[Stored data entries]
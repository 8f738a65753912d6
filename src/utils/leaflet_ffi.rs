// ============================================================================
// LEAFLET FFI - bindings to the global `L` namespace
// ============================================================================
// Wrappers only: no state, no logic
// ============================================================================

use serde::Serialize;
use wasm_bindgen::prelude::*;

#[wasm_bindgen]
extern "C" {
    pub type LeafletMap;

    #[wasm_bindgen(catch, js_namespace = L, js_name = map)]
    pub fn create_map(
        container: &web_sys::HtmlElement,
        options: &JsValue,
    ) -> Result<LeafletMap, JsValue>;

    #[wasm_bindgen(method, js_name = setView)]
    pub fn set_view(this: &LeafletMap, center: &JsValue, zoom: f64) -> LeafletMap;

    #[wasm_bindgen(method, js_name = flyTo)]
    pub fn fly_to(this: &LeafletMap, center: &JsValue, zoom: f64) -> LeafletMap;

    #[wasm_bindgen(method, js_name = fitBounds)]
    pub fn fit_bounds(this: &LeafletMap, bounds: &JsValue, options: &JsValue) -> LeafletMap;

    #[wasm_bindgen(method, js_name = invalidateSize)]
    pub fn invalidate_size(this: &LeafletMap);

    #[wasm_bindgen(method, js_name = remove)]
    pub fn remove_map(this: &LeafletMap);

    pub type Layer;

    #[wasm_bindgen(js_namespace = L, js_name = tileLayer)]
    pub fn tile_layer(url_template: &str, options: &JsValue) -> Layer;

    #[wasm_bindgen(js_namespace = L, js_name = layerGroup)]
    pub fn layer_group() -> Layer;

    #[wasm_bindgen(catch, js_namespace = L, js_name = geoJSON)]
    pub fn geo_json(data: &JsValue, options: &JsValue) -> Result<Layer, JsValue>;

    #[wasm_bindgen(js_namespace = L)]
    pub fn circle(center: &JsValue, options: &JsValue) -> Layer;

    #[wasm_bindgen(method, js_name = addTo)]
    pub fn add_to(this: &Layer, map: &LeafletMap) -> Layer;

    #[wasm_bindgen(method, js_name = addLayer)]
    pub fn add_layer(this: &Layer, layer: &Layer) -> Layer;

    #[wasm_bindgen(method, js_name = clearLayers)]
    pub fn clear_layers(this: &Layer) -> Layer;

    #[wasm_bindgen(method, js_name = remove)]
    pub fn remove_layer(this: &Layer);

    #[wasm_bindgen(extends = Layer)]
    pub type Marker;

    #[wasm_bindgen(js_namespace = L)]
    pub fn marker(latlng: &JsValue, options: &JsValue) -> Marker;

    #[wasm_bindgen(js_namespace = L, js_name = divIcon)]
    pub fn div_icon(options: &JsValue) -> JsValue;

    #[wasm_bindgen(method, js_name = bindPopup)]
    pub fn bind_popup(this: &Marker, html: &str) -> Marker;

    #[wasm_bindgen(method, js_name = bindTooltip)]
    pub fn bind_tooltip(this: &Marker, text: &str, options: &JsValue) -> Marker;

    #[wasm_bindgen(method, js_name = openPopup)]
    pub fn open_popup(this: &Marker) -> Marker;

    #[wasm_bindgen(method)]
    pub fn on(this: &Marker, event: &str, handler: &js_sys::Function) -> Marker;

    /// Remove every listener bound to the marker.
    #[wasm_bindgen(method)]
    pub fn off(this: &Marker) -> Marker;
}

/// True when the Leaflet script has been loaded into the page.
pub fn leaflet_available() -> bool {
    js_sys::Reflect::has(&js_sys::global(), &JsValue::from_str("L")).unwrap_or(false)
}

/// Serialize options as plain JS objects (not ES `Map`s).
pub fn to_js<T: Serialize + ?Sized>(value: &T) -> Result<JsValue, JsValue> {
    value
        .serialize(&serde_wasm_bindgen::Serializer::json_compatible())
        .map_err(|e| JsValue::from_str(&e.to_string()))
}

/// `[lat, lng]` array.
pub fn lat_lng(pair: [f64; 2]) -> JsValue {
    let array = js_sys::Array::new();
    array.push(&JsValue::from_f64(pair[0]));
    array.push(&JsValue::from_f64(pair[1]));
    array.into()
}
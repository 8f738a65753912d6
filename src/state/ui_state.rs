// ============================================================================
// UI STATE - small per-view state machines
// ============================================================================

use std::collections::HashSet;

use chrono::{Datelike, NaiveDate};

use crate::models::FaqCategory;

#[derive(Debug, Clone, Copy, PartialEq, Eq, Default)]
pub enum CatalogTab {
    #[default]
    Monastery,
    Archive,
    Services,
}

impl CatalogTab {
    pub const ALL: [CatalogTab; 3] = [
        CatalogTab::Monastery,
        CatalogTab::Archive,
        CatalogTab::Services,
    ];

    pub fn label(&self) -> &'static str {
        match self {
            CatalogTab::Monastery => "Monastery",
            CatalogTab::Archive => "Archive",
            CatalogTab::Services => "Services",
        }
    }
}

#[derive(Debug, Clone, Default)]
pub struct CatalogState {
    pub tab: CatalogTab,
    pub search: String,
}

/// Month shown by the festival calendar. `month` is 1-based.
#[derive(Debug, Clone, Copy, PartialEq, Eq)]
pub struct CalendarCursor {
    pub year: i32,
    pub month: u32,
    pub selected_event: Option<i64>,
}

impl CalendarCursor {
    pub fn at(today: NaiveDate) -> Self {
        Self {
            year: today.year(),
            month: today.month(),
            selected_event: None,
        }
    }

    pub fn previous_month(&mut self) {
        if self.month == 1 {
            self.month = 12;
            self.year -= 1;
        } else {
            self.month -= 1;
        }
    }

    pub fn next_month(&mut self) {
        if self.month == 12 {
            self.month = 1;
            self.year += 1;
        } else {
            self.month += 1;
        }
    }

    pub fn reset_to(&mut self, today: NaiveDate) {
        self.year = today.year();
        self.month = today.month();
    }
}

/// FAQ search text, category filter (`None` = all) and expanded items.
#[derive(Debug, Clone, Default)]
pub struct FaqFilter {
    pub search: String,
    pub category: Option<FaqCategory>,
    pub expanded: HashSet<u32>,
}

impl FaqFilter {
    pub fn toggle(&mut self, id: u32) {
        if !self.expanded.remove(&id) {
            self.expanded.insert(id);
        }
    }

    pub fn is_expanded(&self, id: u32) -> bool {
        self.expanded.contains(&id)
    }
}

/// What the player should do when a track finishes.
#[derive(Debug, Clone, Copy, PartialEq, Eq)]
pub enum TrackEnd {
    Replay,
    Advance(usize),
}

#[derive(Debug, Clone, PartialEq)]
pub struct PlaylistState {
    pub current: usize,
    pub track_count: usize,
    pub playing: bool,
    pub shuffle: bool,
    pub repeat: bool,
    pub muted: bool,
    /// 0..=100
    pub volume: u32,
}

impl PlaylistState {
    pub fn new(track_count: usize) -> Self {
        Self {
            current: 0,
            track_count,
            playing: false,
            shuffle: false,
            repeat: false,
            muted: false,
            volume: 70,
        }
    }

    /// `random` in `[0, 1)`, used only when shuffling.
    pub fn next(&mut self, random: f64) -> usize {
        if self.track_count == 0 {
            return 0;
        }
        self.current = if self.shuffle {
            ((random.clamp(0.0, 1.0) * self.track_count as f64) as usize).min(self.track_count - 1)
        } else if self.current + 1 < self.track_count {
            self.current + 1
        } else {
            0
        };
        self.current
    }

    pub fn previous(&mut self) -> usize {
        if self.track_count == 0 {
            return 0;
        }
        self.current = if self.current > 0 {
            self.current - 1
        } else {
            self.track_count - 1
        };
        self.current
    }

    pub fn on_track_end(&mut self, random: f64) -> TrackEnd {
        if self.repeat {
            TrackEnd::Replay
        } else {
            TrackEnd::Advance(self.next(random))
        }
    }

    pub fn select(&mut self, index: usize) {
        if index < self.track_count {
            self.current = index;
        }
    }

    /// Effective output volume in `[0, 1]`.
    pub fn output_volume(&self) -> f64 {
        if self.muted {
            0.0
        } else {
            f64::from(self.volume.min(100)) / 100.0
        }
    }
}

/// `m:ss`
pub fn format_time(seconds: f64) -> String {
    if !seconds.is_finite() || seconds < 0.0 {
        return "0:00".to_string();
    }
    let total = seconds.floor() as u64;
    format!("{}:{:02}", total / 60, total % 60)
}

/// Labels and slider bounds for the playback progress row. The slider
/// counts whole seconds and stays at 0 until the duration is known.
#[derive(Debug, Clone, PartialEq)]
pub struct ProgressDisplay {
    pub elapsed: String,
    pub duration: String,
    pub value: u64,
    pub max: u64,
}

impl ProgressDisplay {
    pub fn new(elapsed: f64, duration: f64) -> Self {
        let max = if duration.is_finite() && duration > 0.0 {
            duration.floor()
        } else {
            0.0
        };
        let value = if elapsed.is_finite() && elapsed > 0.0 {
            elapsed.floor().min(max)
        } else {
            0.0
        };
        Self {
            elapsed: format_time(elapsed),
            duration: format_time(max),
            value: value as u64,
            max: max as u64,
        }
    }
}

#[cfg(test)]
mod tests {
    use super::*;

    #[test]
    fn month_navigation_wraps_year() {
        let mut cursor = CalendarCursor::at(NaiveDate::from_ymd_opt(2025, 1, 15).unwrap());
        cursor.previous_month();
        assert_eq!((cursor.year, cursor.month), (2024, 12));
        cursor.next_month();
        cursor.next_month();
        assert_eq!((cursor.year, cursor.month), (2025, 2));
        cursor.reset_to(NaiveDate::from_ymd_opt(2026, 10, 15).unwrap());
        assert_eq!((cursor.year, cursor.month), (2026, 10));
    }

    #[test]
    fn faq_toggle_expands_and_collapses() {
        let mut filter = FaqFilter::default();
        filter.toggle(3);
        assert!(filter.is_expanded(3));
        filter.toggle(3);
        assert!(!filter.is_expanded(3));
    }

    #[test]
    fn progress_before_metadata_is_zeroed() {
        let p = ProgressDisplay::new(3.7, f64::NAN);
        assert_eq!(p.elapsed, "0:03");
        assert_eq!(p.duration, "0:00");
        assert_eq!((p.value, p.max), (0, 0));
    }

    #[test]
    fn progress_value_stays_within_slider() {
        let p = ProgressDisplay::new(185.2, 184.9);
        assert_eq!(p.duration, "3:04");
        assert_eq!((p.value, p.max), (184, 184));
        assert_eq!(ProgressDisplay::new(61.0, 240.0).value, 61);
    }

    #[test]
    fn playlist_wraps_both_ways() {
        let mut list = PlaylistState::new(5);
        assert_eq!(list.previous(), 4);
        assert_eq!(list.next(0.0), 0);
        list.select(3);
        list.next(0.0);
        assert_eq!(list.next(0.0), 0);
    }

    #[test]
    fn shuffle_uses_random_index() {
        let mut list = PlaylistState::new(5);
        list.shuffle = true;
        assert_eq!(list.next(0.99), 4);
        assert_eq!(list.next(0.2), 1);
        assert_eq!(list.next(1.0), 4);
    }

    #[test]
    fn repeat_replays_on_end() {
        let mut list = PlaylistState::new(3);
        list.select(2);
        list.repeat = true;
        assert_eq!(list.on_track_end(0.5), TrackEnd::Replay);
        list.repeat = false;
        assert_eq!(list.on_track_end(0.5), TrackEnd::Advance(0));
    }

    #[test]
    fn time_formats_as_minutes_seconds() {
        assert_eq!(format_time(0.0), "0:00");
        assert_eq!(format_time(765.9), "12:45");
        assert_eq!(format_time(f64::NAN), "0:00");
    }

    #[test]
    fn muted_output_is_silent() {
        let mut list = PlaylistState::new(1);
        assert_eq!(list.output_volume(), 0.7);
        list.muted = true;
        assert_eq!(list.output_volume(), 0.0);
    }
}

* * *

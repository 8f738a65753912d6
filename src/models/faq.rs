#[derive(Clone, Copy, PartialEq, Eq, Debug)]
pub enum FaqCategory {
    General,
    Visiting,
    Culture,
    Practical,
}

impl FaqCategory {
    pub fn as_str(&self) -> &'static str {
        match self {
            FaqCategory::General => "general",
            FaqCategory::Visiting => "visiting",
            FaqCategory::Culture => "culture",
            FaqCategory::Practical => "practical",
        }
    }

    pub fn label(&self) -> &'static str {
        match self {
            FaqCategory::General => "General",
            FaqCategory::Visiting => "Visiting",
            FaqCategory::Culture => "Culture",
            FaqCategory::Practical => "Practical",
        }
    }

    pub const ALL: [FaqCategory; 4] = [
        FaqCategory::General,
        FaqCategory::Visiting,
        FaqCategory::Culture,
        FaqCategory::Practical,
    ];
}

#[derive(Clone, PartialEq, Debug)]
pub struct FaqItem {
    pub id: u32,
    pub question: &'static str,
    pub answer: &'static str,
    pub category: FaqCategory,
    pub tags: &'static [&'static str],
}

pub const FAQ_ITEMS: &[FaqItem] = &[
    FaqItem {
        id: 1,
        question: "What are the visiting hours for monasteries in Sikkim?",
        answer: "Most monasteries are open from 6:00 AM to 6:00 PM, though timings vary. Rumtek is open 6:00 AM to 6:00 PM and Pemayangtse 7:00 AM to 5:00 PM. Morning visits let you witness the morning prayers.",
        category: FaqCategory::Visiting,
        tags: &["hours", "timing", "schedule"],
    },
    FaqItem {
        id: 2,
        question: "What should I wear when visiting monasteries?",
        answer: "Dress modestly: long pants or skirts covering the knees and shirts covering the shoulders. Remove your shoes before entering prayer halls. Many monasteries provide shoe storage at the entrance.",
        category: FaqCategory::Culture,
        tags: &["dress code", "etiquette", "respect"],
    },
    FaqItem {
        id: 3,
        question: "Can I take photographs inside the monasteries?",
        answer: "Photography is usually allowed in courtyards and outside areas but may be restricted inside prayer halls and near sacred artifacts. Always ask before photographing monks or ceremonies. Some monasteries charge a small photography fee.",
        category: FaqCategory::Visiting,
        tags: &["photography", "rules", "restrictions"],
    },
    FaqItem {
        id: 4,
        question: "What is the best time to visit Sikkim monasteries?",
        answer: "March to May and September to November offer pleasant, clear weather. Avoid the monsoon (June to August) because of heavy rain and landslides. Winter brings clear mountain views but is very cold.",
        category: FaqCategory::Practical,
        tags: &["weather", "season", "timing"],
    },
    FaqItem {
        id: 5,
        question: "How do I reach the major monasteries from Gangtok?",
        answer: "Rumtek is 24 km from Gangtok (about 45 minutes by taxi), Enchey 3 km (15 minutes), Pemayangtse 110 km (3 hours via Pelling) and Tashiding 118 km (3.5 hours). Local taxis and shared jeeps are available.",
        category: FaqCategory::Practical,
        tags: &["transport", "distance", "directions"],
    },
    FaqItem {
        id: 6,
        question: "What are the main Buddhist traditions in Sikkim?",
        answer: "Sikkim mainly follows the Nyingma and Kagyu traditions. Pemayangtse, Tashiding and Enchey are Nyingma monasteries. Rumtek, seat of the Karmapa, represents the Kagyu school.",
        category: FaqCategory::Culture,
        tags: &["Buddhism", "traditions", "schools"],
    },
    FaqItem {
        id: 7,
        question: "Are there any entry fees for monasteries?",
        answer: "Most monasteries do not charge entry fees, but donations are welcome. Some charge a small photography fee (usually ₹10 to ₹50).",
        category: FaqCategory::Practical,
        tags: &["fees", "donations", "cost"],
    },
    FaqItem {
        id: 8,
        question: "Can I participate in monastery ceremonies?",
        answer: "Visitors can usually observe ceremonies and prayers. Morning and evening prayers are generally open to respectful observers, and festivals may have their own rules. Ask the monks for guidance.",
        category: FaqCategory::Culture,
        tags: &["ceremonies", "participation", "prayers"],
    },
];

WHAT YOU WILL DO: The answer must be every line from the records above that contains the word "Archive", copied in full.

ANSWER TO THIS EXERCISE:
    Archive,
        CatalogTab::Archive,
            CatalogTab::Archive => "Archive",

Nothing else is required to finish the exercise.